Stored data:
== Segment start ==

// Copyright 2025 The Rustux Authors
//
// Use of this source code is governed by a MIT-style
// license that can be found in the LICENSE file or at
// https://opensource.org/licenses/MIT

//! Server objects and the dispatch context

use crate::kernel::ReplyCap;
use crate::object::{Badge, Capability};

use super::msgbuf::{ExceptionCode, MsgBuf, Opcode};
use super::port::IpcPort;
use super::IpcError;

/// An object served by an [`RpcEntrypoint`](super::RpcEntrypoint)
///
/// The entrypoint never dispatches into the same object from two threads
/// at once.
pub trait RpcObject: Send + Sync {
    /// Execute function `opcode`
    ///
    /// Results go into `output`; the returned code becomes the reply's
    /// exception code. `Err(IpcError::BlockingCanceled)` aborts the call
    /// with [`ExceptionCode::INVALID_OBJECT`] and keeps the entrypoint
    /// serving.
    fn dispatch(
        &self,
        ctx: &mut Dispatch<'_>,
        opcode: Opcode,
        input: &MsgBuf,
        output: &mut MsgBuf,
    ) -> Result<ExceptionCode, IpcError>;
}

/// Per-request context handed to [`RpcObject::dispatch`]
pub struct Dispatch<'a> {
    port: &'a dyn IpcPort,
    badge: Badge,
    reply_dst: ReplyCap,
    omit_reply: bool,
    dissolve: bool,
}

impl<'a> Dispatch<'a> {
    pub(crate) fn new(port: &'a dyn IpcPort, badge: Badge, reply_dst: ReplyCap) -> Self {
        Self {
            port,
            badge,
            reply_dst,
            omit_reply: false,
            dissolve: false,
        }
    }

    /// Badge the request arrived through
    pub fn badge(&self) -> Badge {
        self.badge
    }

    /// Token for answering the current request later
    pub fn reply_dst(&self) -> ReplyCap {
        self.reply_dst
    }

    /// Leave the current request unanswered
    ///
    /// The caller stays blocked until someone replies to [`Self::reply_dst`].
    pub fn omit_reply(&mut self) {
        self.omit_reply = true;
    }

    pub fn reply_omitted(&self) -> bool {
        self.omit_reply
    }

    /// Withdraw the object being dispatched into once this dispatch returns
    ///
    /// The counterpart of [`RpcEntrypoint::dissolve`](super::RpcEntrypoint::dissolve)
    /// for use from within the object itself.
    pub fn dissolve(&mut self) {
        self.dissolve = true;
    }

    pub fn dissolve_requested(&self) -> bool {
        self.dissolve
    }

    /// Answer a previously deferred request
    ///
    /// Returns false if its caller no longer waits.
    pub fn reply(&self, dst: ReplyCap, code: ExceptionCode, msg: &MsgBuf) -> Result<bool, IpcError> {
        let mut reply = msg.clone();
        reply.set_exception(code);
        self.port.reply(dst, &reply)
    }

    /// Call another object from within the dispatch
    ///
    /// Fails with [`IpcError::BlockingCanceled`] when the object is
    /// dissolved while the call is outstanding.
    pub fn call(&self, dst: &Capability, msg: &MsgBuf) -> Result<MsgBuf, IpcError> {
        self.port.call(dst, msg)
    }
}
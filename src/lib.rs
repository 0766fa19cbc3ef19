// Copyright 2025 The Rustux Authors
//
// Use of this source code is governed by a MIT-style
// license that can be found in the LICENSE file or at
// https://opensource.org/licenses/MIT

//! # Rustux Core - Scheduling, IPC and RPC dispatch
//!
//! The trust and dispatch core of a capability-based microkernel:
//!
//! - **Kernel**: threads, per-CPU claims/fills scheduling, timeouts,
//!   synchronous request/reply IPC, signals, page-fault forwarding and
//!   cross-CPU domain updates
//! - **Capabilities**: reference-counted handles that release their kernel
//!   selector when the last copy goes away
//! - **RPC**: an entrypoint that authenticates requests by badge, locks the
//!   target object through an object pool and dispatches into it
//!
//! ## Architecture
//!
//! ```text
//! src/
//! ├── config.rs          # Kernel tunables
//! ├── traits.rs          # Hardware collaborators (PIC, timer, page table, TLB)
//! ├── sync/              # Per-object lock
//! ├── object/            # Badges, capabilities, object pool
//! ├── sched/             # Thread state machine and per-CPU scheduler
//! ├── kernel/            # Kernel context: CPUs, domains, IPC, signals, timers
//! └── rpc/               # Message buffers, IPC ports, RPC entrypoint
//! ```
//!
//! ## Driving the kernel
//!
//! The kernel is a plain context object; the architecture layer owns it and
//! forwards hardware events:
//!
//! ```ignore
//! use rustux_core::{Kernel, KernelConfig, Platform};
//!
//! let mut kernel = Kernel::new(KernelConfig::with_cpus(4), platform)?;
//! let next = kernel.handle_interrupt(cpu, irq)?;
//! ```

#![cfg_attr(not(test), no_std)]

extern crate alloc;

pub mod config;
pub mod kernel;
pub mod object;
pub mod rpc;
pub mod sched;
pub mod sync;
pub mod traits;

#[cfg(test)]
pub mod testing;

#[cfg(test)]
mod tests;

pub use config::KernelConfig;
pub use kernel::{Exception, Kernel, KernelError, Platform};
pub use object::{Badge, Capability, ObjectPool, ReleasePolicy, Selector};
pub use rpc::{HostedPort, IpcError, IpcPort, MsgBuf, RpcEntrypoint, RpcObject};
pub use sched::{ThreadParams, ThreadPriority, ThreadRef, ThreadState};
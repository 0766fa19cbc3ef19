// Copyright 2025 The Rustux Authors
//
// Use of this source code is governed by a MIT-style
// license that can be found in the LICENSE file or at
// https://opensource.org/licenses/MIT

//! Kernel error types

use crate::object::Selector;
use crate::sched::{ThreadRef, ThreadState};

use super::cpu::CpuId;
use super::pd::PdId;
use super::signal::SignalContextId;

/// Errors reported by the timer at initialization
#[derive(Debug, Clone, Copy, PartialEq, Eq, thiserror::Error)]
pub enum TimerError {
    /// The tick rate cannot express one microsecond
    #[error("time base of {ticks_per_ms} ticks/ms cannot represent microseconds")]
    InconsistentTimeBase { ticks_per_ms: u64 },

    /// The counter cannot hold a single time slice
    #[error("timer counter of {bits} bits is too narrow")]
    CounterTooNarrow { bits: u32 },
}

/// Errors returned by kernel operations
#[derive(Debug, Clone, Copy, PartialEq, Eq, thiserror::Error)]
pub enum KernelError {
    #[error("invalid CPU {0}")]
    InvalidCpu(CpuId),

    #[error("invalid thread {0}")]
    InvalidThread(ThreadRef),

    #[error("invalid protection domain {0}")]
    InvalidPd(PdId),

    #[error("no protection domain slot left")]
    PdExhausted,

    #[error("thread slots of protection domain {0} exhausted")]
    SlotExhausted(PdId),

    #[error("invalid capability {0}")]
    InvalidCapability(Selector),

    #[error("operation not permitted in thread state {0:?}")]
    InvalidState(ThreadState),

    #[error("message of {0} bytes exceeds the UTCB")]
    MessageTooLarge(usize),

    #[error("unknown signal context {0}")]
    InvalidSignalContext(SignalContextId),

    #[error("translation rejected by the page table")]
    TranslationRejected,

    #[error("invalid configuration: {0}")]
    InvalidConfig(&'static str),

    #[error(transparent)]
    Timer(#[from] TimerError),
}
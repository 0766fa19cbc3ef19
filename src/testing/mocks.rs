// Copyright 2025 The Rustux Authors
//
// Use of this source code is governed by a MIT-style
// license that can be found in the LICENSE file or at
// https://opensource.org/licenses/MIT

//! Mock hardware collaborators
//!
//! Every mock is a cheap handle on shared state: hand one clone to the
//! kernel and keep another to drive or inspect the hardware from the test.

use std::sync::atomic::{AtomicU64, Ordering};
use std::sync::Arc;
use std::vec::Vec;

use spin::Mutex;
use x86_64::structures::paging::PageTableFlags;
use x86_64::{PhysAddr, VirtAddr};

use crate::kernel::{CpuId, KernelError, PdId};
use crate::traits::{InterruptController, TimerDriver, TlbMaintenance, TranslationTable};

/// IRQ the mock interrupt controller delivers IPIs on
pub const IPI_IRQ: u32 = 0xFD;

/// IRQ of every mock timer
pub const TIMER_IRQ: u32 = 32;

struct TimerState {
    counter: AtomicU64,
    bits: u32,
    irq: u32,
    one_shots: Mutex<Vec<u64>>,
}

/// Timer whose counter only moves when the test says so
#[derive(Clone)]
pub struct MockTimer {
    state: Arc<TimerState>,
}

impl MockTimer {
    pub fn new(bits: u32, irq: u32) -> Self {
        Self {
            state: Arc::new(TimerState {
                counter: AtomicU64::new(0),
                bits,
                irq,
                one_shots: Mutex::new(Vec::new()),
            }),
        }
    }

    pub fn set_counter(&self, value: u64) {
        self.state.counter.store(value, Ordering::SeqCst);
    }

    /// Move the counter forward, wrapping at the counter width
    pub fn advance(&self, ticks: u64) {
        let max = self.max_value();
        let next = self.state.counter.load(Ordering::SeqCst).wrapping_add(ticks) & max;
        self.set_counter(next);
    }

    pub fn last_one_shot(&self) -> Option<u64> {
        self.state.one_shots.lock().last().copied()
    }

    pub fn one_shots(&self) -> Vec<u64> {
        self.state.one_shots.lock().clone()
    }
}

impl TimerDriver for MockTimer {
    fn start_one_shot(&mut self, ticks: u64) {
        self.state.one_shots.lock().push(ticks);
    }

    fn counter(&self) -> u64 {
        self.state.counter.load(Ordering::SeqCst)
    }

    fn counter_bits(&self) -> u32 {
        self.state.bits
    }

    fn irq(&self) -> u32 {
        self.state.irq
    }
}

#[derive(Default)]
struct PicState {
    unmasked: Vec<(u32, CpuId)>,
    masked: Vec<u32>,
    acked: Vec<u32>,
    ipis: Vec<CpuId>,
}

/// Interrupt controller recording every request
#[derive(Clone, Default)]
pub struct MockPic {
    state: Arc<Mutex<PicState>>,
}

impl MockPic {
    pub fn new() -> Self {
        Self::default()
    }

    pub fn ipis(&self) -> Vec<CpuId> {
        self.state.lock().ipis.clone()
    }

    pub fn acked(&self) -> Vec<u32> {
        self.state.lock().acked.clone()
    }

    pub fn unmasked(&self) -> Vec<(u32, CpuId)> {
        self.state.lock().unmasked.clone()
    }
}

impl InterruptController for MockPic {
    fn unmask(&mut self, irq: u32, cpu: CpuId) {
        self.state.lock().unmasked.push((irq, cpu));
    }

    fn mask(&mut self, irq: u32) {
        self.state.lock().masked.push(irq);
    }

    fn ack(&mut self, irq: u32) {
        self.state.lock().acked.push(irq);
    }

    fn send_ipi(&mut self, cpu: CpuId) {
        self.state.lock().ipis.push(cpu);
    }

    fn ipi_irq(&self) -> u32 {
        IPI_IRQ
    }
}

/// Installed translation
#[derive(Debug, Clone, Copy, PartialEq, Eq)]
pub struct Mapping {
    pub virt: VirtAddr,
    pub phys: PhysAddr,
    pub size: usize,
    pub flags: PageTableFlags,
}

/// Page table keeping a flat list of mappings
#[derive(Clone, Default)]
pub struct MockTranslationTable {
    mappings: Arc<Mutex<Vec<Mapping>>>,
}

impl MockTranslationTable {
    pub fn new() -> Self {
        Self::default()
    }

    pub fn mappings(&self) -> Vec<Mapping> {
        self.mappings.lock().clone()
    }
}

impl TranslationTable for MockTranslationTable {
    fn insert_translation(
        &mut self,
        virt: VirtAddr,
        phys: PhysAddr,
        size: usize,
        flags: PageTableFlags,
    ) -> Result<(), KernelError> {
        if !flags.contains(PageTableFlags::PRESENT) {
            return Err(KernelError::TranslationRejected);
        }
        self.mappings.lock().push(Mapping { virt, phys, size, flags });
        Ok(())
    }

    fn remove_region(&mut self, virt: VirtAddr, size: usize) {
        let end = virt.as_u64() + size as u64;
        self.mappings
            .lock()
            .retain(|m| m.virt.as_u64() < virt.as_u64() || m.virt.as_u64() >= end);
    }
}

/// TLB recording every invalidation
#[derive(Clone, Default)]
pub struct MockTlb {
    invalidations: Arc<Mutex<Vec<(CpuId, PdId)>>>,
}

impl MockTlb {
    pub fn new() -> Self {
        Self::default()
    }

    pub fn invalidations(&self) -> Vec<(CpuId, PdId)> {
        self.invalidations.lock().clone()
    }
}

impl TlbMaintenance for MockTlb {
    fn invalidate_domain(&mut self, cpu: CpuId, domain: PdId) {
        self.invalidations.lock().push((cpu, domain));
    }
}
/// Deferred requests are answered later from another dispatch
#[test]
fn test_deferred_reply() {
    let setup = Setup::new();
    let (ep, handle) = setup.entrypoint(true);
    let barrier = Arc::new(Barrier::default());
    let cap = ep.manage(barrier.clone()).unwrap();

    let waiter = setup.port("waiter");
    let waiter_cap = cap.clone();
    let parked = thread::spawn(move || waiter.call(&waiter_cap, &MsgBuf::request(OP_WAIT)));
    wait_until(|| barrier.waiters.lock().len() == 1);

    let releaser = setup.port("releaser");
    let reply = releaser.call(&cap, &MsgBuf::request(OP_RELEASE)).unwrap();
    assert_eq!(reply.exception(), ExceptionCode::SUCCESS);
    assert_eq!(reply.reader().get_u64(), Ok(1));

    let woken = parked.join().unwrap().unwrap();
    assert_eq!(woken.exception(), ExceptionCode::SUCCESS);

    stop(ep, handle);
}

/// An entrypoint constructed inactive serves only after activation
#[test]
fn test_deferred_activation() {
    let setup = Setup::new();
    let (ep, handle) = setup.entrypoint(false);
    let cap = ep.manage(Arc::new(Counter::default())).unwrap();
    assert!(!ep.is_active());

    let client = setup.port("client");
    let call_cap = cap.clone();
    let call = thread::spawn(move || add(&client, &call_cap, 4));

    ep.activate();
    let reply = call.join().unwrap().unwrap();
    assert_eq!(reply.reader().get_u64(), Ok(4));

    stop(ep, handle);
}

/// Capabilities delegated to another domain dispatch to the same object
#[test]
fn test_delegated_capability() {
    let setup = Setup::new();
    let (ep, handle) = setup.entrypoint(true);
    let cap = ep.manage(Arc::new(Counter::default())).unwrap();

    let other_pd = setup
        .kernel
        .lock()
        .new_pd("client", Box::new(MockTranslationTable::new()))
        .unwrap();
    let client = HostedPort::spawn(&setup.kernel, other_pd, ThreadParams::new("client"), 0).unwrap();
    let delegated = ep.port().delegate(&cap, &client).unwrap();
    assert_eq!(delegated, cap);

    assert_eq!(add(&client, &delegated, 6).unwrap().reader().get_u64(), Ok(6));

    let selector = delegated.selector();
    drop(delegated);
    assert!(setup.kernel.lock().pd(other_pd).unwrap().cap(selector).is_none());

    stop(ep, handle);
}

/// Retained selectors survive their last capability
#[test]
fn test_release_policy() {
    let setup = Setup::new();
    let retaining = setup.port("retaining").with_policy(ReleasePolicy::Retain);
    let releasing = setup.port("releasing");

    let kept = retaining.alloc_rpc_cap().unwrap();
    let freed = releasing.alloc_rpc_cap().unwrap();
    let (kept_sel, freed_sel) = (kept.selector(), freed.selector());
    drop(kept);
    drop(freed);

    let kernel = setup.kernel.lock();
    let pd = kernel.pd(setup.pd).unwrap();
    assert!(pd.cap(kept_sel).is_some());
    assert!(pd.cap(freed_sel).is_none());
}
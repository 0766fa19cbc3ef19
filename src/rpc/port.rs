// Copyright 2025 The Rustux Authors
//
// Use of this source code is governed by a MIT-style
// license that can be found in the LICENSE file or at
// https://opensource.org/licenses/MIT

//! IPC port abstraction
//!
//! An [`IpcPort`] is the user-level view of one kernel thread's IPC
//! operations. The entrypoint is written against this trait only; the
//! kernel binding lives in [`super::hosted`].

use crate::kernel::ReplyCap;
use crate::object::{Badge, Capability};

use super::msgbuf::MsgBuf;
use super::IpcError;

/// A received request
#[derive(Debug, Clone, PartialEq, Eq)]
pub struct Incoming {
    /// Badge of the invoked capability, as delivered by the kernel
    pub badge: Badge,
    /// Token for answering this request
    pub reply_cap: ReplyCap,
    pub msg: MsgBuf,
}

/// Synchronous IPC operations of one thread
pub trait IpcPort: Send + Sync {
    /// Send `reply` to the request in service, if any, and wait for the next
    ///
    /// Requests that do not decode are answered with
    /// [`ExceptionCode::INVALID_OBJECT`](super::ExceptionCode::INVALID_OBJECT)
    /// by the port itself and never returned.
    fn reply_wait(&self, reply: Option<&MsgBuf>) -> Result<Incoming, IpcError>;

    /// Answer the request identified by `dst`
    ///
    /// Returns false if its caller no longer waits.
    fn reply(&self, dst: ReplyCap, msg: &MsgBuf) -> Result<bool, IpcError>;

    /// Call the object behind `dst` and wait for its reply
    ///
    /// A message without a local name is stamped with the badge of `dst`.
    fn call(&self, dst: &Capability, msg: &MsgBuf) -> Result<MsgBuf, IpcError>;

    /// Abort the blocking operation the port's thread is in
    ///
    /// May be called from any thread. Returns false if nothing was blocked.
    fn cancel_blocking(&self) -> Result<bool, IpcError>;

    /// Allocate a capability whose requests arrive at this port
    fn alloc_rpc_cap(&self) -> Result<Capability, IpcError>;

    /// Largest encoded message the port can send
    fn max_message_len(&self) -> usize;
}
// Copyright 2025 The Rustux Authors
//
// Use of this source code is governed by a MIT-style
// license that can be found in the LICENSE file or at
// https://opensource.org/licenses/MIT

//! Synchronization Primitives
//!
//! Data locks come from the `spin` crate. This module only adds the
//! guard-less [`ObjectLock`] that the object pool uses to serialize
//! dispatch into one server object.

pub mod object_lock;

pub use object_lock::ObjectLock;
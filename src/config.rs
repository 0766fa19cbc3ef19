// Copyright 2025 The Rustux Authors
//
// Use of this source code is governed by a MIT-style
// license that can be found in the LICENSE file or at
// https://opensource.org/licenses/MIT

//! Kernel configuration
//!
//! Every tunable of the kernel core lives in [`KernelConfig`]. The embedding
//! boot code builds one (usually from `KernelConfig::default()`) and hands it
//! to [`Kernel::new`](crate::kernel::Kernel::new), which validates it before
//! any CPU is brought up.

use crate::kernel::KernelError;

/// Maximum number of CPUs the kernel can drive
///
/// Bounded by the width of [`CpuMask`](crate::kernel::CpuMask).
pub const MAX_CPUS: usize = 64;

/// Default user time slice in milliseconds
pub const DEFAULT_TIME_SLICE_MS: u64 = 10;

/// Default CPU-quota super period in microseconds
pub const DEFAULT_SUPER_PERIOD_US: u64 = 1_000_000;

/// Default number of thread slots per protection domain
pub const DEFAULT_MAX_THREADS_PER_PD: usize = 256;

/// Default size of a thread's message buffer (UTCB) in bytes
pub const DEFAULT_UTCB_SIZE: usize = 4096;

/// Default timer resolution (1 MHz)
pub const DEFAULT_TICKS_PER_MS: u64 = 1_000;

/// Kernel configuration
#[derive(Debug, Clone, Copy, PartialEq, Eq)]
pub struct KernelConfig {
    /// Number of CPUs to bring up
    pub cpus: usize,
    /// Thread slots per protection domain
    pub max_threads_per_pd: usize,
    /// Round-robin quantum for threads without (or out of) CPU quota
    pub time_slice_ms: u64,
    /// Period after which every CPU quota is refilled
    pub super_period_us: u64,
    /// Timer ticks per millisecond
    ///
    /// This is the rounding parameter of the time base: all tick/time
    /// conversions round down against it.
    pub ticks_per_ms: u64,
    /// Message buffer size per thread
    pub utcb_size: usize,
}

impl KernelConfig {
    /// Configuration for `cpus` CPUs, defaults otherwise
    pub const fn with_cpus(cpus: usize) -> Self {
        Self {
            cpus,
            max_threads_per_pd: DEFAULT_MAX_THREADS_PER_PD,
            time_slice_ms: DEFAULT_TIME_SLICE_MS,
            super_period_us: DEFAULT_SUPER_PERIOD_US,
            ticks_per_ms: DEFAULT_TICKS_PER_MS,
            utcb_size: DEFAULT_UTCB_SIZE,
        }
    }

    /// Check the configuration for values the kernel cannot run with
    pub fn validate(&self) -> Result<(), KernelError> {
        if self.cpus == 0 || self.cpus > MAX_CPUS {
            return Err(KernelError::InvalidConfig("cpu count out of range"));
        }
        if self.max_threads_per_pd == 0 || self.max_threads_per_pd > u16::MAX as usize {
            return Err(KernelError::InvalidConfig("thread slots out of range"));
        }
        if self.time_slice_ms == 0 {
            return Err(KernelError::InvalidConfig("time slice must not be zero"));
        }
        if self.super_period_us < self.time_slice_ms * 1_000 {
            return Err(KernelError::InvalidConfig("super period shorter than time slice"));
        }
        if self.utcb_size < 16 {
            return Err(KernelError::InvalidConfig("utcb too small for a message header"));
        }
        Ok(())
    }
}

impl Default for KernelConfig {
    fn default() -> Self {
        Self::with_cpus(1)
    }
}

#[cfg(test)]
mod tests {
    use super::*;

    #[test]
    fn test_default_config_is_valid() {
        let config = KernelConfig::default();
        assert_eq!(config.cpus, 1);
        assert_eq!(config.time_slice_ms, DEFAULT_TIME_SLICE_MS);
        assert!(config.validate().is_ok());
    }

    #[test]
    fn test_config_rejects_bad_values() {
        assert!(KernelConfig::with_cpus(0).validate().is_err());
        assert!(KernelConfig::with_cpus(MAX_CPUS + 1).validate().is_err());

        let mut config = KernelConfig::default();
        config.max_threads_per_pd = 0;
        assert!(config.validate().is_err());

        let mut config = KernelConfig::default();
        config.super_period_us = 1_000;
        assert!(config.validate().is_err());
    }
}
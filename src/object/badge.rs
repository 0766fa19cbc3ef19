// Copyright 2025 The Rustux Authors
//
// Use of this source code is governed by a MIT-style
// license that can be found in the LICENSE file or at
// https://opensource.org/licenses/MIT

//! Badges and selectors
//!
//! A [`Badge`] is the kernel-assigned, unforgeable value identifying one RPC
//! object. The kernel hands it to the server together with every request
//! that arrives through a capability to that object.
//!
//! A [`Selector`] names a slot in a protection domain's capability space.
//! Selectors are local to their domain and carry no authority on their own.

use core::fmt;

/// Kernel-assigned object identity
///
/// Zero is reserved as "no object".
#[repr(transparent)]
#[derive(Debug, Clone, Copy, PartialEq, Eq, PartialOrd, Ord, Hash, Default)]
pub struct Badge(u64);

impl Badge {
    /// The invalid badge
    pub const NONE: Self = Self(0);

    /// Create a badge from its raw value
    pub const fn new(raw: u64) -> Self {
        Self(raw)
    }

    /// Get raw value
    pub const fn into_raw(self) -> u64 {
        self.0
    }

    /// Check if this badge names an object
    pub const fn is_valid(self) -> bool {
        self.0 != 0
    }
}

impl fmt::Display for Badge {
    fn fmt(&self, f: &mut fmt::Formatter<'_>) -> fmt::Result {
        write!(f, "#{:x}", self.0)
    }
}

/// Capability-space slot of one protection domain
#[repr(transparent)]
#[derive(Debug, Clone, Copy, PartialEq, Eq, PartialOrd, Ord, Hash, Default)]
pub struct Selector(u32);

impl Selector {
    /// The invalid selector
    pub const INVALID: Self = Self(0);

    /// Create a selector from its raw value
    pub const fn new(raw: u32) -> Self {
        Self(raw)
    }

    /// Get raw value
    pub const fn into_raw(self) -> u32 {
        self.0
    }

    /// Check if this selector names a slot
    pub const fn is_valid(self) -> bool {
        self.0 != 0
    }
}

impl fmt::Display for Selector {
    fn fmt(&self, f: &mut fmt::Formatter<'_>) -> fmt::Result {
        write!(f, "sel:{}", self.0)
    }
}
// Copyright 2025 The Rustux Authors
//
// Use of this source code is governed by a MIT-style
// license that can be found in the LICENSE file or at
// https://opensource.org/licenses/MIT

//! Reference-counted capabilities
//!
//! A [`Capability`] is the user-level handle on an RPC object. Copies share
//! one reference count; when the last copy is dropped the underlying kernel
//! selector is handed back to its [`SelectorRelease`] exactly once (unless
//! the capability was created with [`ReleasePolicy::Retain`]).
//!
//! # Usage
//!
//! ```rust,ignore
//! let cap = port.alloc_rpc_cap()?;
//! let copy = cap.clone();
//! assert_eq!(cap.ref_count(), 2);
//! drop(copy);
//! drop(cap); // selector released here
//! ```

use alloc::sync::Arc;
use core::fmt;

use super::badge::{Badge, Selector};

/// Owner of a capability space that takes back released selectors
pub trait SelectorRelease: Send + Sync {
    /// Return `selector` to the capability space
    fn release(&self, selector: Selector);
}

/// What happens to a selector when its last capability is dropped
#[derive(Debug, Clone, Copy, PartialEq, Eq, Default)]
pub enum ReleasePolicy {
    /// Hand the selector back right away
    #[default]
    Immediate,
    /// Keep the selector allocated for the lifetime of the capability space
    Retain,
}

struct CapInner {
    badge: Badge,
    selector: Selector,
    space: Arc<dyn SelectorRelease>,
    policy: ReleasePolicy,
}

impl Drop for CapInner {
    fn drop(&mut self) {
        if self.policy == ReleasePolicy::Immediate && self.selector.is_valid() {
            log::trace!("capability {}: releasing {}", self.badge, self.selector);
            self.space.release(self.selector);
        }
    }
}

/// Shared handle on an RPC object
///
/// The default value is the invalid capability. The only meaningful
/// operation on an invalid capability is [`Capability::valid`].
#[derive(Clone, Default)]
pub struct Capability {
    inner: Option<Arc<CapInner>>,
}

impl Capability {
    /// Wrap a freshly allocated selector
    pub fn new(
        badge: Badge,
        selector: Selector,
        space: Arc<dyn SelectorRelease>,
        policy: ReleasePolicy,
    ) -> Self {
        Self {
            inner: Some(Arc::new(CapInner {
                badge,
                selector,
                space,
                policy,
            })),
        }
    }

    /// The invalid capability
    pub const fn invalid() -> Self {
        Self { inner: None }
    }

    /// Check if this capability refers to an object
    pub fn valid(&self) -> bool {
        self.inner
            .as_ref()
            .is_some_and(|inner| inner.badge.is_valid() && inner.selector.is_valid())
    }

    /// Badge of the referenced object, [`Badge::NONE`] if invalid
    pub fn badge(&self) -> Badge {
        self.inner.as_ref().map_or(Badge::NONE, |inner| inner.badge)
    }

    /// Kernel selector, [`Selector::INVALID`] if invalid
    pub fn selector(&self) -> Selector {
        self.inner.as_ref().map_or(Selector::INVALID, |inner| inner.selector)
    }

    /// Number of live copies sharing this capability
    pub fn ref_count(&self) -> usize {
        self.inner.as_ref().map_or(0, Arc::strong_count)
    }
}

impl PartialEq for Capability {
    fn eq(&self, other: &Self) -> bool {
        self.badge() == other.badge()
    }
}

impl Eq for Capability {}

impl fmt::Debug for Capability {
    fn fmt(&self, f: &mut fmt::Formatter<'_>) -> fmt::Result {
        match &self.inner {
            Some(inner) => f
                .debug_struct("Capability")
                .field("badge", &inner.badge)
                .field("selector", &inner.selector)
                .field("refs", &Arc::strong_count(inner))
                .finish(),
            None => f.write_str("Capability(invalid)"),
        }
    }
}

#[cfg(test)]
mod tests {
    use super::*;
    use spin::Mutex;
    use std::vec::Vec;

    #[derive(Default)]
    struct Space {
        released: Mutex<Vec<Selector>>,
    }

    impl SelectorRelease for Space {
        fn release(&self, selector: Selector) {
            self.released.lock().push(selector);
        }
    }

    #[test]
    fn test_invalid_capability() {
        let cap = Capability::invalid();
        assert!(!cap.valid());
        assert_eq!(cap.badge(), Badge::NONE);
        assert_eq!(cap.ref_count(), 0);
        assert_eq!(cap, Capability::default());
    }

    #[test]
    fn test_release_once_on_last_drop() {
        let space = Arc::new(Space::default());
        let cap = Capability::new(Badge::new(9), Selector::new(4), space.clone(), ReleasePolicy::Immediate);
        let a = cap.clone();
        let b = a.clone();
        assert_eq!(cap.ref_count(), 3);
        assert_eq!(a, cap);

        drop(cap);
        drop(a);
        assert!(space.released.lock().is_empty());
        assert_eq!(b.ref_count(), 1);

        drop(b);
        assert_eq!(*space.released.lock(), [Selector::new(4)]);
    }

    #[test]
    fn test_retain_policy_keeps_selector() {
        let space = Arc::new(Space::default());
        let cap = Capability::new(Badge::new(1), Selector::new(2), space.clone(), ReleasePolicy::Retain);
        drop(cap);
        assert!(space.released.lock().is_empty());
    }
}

== Segment end ==

• What to do:
Now copy each line of the entries that mentions "MockTlb".

• Result for this task:
pub struct MockTlb {
impl MockTlb {
impl TlbMaintenance for MockTlb {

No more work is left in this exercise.